There were seven hanging files in the top drawer, the first of which was labeled MEN. Inside this folder was an eight-by-eleven photo album, maybe forty pages long. Each page held six Polaroids of men’s erections. Black men, white men, men who were neither black nor white. Some were young, others old, a few were so fat that they had to hold their bellies up off their hard cocks. More than a couple were slick and wet, and one was in the middle of an ejaculation.

It was no surprise that Pretty had locked her files away. I wondered how she got the men to pose for her. Probably she said that she wanted to remember their manhood, their night of loving.

“If you’re not here, I wanna remembah you inside me,” she might have said.

The other files kept her finances, her modeling résumé, her secretarial résumé, her high school transcripts, her date calendar, and, finally, her phone diary.

Perry Tarr’s home address and phone number had been crossed out and replaced with a new address on Ogden between Eighteenth Street and Airdrome.

I wrote the address on a blank piece of paper that I carried around in my wallet for just that purpose. After that I snapped off the next two locks on the filing cabinet and rummaged around her jewelry, cash cache, checkbook, bankbooks, and savings bonds. I took the cash, about one hundred and eighty dollars, her checkbook, and two rings that looked to be valuable. Then I took the erection album and put it on her bed, gaping open.

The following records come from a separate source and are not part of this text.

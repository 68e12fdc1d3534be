use super::*;

#[test]
fn display_prefixes_are_stable() {
    assert!(
        OculaError::validation("x")
            .to_string()
            .contains("validation error:")
    );
    assert!(OculaError::asset("x").to_string().contains("asset error:"));
    assert!(OculaError::render("x").to_string().contains("render error:"));
    assert!(OculaError::config("x").to_string().contains("config error:"));
}

#[test]
fn other_preserves_source() {
    let base = std::io::Error::other("boom");
    let err = OculaError::Other(anyhow::Error::new(base));
    assert!(err.to_string().contains("boom"));
}
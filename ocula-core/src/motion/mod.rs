pub(crate) mod clock;
pub(crate) mod ease;
pub(crate) mod path;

I did all that to make it seem as if I were some teenage burglar instead of a man on the trail of Perry Tarr. She might still guess at the identity of her robber, but that was all I could do after breaking the lock on the first drawer.

I was about to leave when I noticed the one girly part of her austere sleeping quarters. It was a pink princess phone on the floor next to the head of her bed.

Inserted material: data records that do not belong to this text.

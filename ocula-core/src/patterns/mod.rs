//! Motion laws and the generic worker that drives them.
//!
//! Each pattern implements [`Stepper`]: it owns its path and timing state,
//! advances that state from a raw frame delta and draws itself onto a
//! [`Stage`]. [`Worker`] supplies the shared lifecycle around a stepper:
//! callback scheduling, clock priming, resize detection and display list
//! assembly.

pub(crate) mod anchored;
pub(crate) mod catalog;
pub(crate) mod expansion;
pub(crate) mod flick;
pub(crate) mod parametric;
pub(crate) mod polyline;
pub(crate) mod random_flick;
pub(crate) mod roam;
pub(crate) mod sweep;
pub(crate) mod travel;

use crate::{
    driver::{FrameDriver, stage::Stage},
    foundation::{core::Viewport, math::RandomSource},
    render::plan::DisplayList,
    session::settings::Settings,
};

/// One motion law.
pub trait Stepper {
    /// Return to the initial timing state. Called on every start.
    fn reset(&mut self, rng: &mut dyn RandomSource);

    /// Recompute anything derived from the surface size.
    fn rescale(&mut self, _viewport: Viewport) {}

    /// Advance by a raw wall-clock delta (ms). Each law applies its own
    /// delta policy. Returns the number of completions this frame.
    fn advance(&mut self, raw_dt_ms: f64, rng: &mut dyn RandomSource) -> u32;

    /// Emit this frame's draw operations. The background is already drawn.
    fn draw(&self, stage: &mut Stage<'_>);
}

/// Result of one executed callback.
#[derive(Clone, Debug, PartialEq)]
pub struct FrameOutput {
    /// Completions reported by the stepper this frame.
    pub completions: u32,
    /// `None` when the viewport has no area.
    pub display: Option<DisplayList>,
}

/// A stepper plus the per-frame lifecycle that drives it.
pub struct Worker {
    driver: FrameDriver,
    stepper: Box<dyn Stepper>,
}

impl std::fmt::Debug for Worker {
    fn fmt(&self, f: &mut std::fmt::Formatter<'_>) -> std::fmt::Result {
        f.debug_struct("Worker")
            .field("driver", &self.driver)
            .finish_non_exhaustive()
    }
}

impl Worker {
    /// Idle worker around `stepper`.
    pub fn new(stepper: impl Stepper + 'static) -> Self {
        Self {
            driver: FrameDriver::default(),
            stepper: Box::new(stepper),
        }
    }

    /// Reset the motion law and schedule the first callback.
    pub fn start(&mut self, rng: &mut dyn RandomSource) {
        self.stepper.reset(rng);
        self.driver.start();
    }

    /// Cancel the pending callback.
    pub fn stop(&mut self) {
        self.driver.stop();
    }

    /// `true` between start and stop.
    pub fn is_active(&self) -> bool {
        self.driver.is_active()
    }

    /// `true` while a callback is scheduled.
    pub fn has_pending(&self) -> bool {
        self.driver.has_pending()
    }

    /// Run the pending callback, if any.
    ///
    /// The first callback after [`Worker::start`] only primes the clock.
    /// Zero-area viewports still advance time but produce no display list.
    pub fn frame(
        &mut self,
        now_ms: f64,
        viewport: Viewport,
        settings: &Settings,
        rng: &mut dyn RandomSource,
    ) -> Option<FrameOutput> {
        let begin = self.driver.begin_frame(now_ms, viewport)?;
        if begin.resized && !viewport.is_empty() {
            self.stepper.rescale(viewport);
        }

        let completions = match begin.raw_dt_ms {
            Some(dt) => self.stepper.advance(dt, rng),
            None => 0,
        };

        let display = (!viewport.is_empty()).then(|| {
            let mut list = DisplayList::new(viewport);
            let mut stage = Stage::new(settings, &mut list);
            stage.background();
            self.stepper.draw(&mut stage);
            list
        });

        self.driver.end_frame();
        Some(FrameOutput {
            completions,
            display,
        })
    }
}

#[cfg(test)]
#[path = "../../tests/unit/patterns/worker.rs"]
mod tests;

I should have left, but instead I picked up the receiver and dialed a number.

“Marvel’s Used Cars,” she said.

“Can we have dinner tonight?”

“Easy?”

“Uh-huh.”

“I can’t tonight, Easy,” Tourmaline said. “I have a date. Maybe this weekend?”

“That would be just as good,” I said, thinking my tone was light and airy.

“What’s wrong?” she asked.

“Nothing. Why? Do I sound like something’s wrong?”

“You sound like it looks when a girl is turning her head away.”

“A girl?”

“Where are you right now, Easy Rawlins?” Tourmaline Goss asked.

It was a crack in the dam, a fissure I felt all the way down to my childhood. Tourmaline was that perpetual Black Woman and I was the forever child. Her tone paralyzed me there on the party girl’s military-style bed. I could see the bushy pine out Pretty’s small window. For all I knew, Pretty had gone to the pharmacy to get aspirin for the headache I had given her. She might have been on the way back at that very moment.

“I just broke into this house,” I said. “Somebody said that a friend’a mine killed somebody, but I knew this woman could prove that the man who’s supposed to be dead is still alive. . . .”

For the next hour and a half I told Tourmaline most of the important moments of my life. I told her about Mouse, whom she’d heard about, and Jackson and Etta and Bonnie. I told her all that I had been through up to the moment I threw Bonnie out of my house. I didn’t mention any killings or murders outside the one Mouse was blamed for. That would have been unfair to an innocent university student.

Tourmaline listened to me patiently even though she was at work. People interrupted her now and then, but she always got back on the line and said, “Go on.”

I had hoped the confession would relieve me, but instead it brought on a sense of emptiness. Laying my life out like that made me see that I had wasted my potential on misguided pride and rage at strangers.

“I should go,” I said at last, “before the young woman comes home.”

“What time are you going to pick me up?” Tourmaline asked.